É a partir daí que a divergência se acentuou. Já havia um clima de insatisfação mútua no ar. Os auxiliares de Marinho reclamavam que a equipe econômica aproveitou a tramitação do projeto para incluir no texto, à revelia do ministério setorial, uma espécie de marco regulatório do transporte coletivo – com exigências de licitação dos serviços de ônibus nos municípios, auditoria independente no balanço das viações a partir de 2021 e incentivos à bilhetagem eletrônica. Para a turma de Guedes, o Desenvolvimento Regional desperdiçava uma oportunidade importante de modernização dos serviços nas grandes cidades e estaria agindo para vetar parte das exigências incluídas na versão final do PL. Essa primeira indisposição, no entanto, foi remediada na tentativa de encontrar uma solução. Quando chegou à fonte dos recursos, o mal-estar cresceu. Na Economia, a versão é de que Marinho se negou a enviar um ofício pedindo oficialmente crédito suplementar para bancar o repasse. Sem o ofício, não há orçamento disponível. Sem orçamento, fere-se a Lei de Responsabilidade Fiscal.

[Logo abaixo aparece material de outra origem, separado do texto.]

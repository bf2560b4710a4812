//! `wallsync state` handler

use anyhow::Result;
use serde::Serialize;

use wallsync::cli::StateArgs;
use wallsync::display::Clock;
use wallsync::{compute_sync_state, Config, PlaylistItem, SyncError, SyncState};

use super::{fetch_playlist, format_instant};

#[derive(Serialize)]
struct StateReport<'a> {
    wall: &'a str,
    at_ms: i64,
    #[serde(flatten)]
    state: SyncState,
    item: &'a PlaylistItem,
}

pub fn handle(args: StateArgs, config: &Config) -> Result<()> {
    let playlist = fetch_playlist(&args.source, config)?;
    let at = args.at.unwrap_or_else(|| config.clock().now_ms());
    let playable = playlist.playable_at(at);

    let state = match compute_sync_state(&playable, at) {
        Ok(state) => state,
        Err(SyncError::EmptyPlaylist) => {
            println!("No content: wall '{}' has nothing to play", playlist.wall);
            return Ok(());
        }
    };
    let item = &playable.items[state.current_index];

    if args.json {
        let report = StateReport {
            wall: &playable.wall,
            at_ms: at,
            state,
            item,
        };
        println!("{}", serde_json::to_string_pretty(&report)?);
        return Ok(());
    }

    println!("wall:   {}", playable.wall);
    println!("at:     {}", format_instant(at));
    println!(
        "item:   #{} {} ({}) {}",
        state.current_index, item.id, item.kind, item.media_ref
    );
    println!("offset: {}ms of {}ms", state.offset_ms, item.duration_ms());
    Ok(())
}
//! `wallsync schedule` handler

use anyhow::Result;

use wallsync::cli::ScheduleArgs;
use wallsync::display::Clock;
use wallsync::sync::upcoming_transitions;
use wallsync::{Config, SyncError};

use super::{fetch_playlist, format_instant};

pub fn handle(args: ScheduleArgs, config: &Config) -> Result<()> {
    let playlist = fetch_playlist(&args.source, config)?;
    let at = args.at.unwrap_or_else(|| config.clock().now_ms());
    let playable = playlist.playable_at(at);

    let transitions = match upcoming_transitions(&playable, at, args.count) {
        Ok(transitions) => transitions,
        Err(SyncError::EmptyPlaylist) => {
            println!("No content: wall '{}' has nothing to play", playlist.wall);
            return Ok(());
        }
    };

    if args.json {
        println!("{}", serde_json::to_string_pretty(&transitions)?);
        return Ok(());
    }

    for transition in &transitions {
        println!(
            "{}  #{} {}",
            format_instant(transition.starts_at_ms),
            transition.index,
            transition.item_id
        );
    }
    Ok(())
}
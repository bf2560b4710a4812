//! Integration tests for wallsync

mod cli_test;
mod display_test;
mod helpers;
mod playlist_test;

O Desenvolvimento Regional repudia a versão. Na verdade, sustenta-se no entorno de Marinho que o ministro insistiu na necessidade de fazer o repasse por meio do Fundos de Participação dos Estados (FPE) e Fundo de Participação dos Municípios (FPM). Só assim, conforme essa versão, os recursos chegariam a governadores e prefeitos ainda neste ano. Então, nos primeiros meses de 2021, os entes federados fariam a repactuação dos contratos e o dinheiro chegaria na ponta final. Por qualquer outra alternativa, defendeu a equipe de Marinho, haveria “empoçamento” dos recursos por um simples fato: a execução orçamentária ficaria para o ano que vem, fora portanto do “Orçamento de Guerra”, quando passa a valer novamente o teto de gastos. Na prática, dizem fontes do Desenvolvimento Regional, o dinheiro jamais alcançaria as operadoras.

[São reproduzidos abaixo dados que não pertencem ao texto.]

//! Display runtime: the event loop that drives one physical screen.
//!
//! A [`Display`] owns two threads. The event loop thread holds the
//! [`DisplayController`] and the surface, and is the only place either is
//! touched; ticks, local deadlines, refetched playlists and media events are
//! all handled there one at a time. The poller thread fetches the playlist on
//! a fixed interval and posts it to the loop. Dropping the `Display` (or
//! calling [`Display::shutdown`]) stops and joins both.

use std::sync::mpsc::{self, Receiver, RecvTimeoutError, Sender};
use std::sync::Arc;
use std::thread::{self, JoinHandle};
use std::time::Duration;

use tracing::{debug, info, warn};

use super::clock::Clock;
use super::controller::DisplayController;
use super::render::{DisplaySurface, RenderInstruction};
use crate::playlist::{Playlist, PlaylistError, PlaylistSource};

/// Timing and addressing for a display.
#[derive(Debug, Clone)]
pub struct DisplayOptions {
    /// Wall this display belongs to; playlists for other walls are rejected
    pub wall: Option<String>,
    pub tick_interval: Duration,
    pub poll_interval: Duration,
}

impl Default for DisplayOptions {
    fn default() -> Self {
        Self {
            wall: None,
            tick_interval: Duration::from_secs(1),
            poll_interval: Duration::from_secs(30),
        }
    }
}

enum DisplayEvent {
    Playlist(Playlist),
    MediaLoaded(usize),
    MediaEnded(usize),
    MediaFailed(usize, String),
    Shutdown,
}

/// Posts media events from an asynchronous surface into a running display.
#[derive(Clone)]
pub struct DisplayHandle {
    events: Sender<DisplayEvent>,
}

impl DisplayHandle {
    /// Returns false once the display has shut down.
    pub fn media_loaded(&self, index: usize) -> bool {
        self.events.send(DisplayEvent::MediaLoaded(index)).is_ok()
    }

    pub fn media_ended(&self, index: usize) -> bool {
        self.events.send(DisplayEvent::MediaEnded(index)).is_ok()
    }

    pub fn media_failed(&self, index: usize, reason: impl Into<String>) -> bool {
        self.events
            .send(DisplayEvent::MediaFailed(index, reason.into()))
            .is_ok()
    }
}

/// One running display.
pub struct Display {
    events: Sender<DisplayEvent>,
    poll_stop: Option<Sender<()>>,
    loop_thread: Option<JoinHandle<()>>,
    poll_thread: Option<JoinHandle<()>>,
}

impl Display {
    /// Spawn the event loop and playlist poller.
    pub fn start(
        options: DisplayOptions,
        source: Box<dyn PlaylistSource>,
        surface: Box<dyn DisplaySurface>,
        clock: Arc<dyn Clock>,
    ) -> std::io::Result<Self> {
        let (events_tx, events_rx) = mpsc::channel();
        let (stop_tx, stop_rx) = mpsc::channel();

        info!(
            source = %source.describe(),
            wall = options.wall.as_deref().unwrap_or("*"),
            "Starting display"
        );

        let tick_interval = options.tick_interval;
        let loop_thread = thread::Builder::new()
            .name("wallsync-display".to_string())
            .spawn(move || event_loop(events_rx, surface, clock, tick_interval))?;

        let poll_events = events_tx.clone();
        let poll_thread = thread::Builder::new()
            .name("wallsync-poller".to_string())
            .spawn(move || {
                poll_loop(
                    source,
                    options.wall,
                    options.poll_interval,
                    poll_events,
                    stop_rx,
                )
            })?;

        Ok(Self {
            events: events_tx,
            poll_stop: Some(stop_tx),
            loop_thread: Some(loop_thread),
            poll_thread: Some(poll_thread),
        })
    }

    pub fn handle(&self) -> DisplayHandle {
        DisplayHandle {
            events: self.events.clone(),
        }
    }

    /// Stop the timers and wait for both threads to exit.
    pub fn shutdown(mut self) {
        self.stop();
    }

    fn stop(&mut self) {
        let Some(loop_thread) = self.loop_thread.take() else {
            return;
        };
        if let Some(stop) = self.poll_stop.take() {
            let _ = stop.send(());
        }
        // Ignore send errors (loop may already have exited)
        let _ = self.events.send(DisplayEvent::Shutdown);

        for handle in [self.poll_thread.take(), Some(loop_thread)]
            .into_iter()
            .flatten()
        {
            if handle.join().is_err() {
                warn!("Display thread panicked during shutdown");
            }
        }
        debug!("Display stopped");
    }
}

impl Drop for Display {
    fn drop(&mut self) {
        self.stop();
    }
}

fn fetch_for_wall(
    source: &dyn PlaylistSource,
    wall: Option<&str>,
) -> Result<Playlist, PlaylistError> {
    let playlist = source.fetch()?;
    if let Some(wall) = wall {
        playlist.ensure_wall(wall)?;
    }
    Ok(playlist)
}

/// Fetch immediately, then every `interval`, until told to stop.
fn poll_loop(
    source: Box<dyn PlaylistSource>,
    wall: Option<String>,
    interval: Duration,
    events: Sender<DisplayEvent>,
    stop: Receiver<()>,
) {
    loop {
        match fetch_for_wall(source.as_ref(), wall.as_deref()) {
            Ok(playlist) => {
                debug!(items = playlist.len(), "Fetched playlist");
                if events.send(DisplayEvent::Playlist(playlist)).is_err() {
                    break;
                }
            }
            Err(e) => warn!(source = %source.describe(), error = %e, "Playlist fetch failed"),
        }

        match stop.recv_timeout(interval) {
            Err(RecvTimeoutError::Timeout) => continue,
            Ok(()) | Err(RecvTimeoutError::Disconnected) => break,
        }
    }
}

fn event_loop(
    events: Receiver<DisplayEvent>,
    mut surface: Box<dyn DisplaySurface>,
    clock: Arc<dyn Clock>,
    tick_interval: Duration,
) {
    let interval_ms = (tick_interval.as_millis() as i64).max(1);
    let mut controller = DisplayController::new();
    let mut next_tick = clock.now_ms();

    loop {
        let now = clock.now_ms();
        if now >= next_tick {
            let instruction = controller.on_tick(now);
            present(&mut controller, surface.as_mut(), instruction, clock.as_ref());
            // Ticks land just after wall-clock interval boundaries
            next_tick = (now.div_euclid(interval_ms) + 1) * interval_ms;
        }

        if controller.next_local_deadline().is_some_and(|d| now >= d) {
            let instruction = controller.on_local_deadline(now);
            present(&mut controller, surface.as_mut(), instruction, clock.as_ref());
        }

        let wake = controller
            .next_local_deadline()
            .map_or(next_tick, |d| d.min(next_tick));
        let wait = Duration::from_millis((wake - clock.now_ms()).max(0) as u64);

        let event = match events.recv_timeout(wait) {
            Ok(event) => event,
            Err(RecvTimeoutError::Timeout) => continue,
            Err(RecvTimeoutError::Disconnected) => break,
        };

        let now = clock.now_ms();
        let instruction = match event {
            DisplayEvent::Shutdown => break,
            DisplayEvent::Playlist(playlist) => controller.on_playlist(playlist, now),
            DisplayEvent::MediaLoaded(index) => {
                controller.on_media_loaded(index);
                None
            }
            DisplayEvent::MediaEnded(index) => controller.on_media_ended(index, now),
            DisplayEvent::MediaFailed(index, reason) => {
                controller.on_media_failed(index, &reason, now)
            }
        };
        present(&mut controller, surface.as_mut(), instruction, clock.as_ref());
    }
}

/// Render an instruction, turning synchronous load failures into skips.
fn present(
    controller: &mut DisplayController,
    surface: &mut dyn DisplaySurface,
    instruction: Option<RenderInstruction>,
    clock: &dyn Clock,
) {
    let mut next = instruction;
    while let Some(instruction) = next.take() {
        match surface.render(&instruction) {
            Ok(()) => {
                if let Some(index) = instruction.index() {
                    controller.on_media_loaded(index);
                }
            }
            Err(e) => match instruction.index() {
                Some(index) => {
                    next = controller.on_media_failed(index, &e.to_string(), clock.now_ms());
                }
                None => warn!(error = %e, "Surface failed to render placeholder"),
            },
        }
    }
}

No fim das contas, o veto de Bolsonaro recorre justamente à alegação de que a despesa do governo federal com o socorro “poderia ultrapassar o período de calamidade pública” estabelecido por decreto legislativo e “acarretar redução de receita após 2020”. A mensagem presidencial, encaminhada ontem ao Senado, diz que o Ministério da Economia, ouvido, apresentou essas argumentações. Não houve nenhuma referência ao Desenvolvimento Regional. “O veto integral é um equívoco”, afirmou a Confederação Nacional do Transporte (CNT), em nota. Para a entidade, o ato compromete a sustentabilidade dos sistemas e coloca em risco milhares de empregos diretos e indiretos, além de onerar a população mais carente, maior usuária dos serviços de transporte coletivo. Na nota, a CNT lembrou que o texto aprovado foi “discutido e construído de forma conjunta” entre Congresso Nacional, governo e associações empresariais, o que aumentou a surpresa com o veto. A Associação Nacional dos Transportadores de Passageiros Sobre Trilhos (ANPTrilhos), que reúne empresas de trens e metrô, afirmou ter recebido com “indignação” a notícia. As operadoras pediram que o socorro seja reavaliado “de maneira célere” e compararam sua situação com a de outros setores, como aviação civil e energia elétrica, que receberam apoio do governo federal.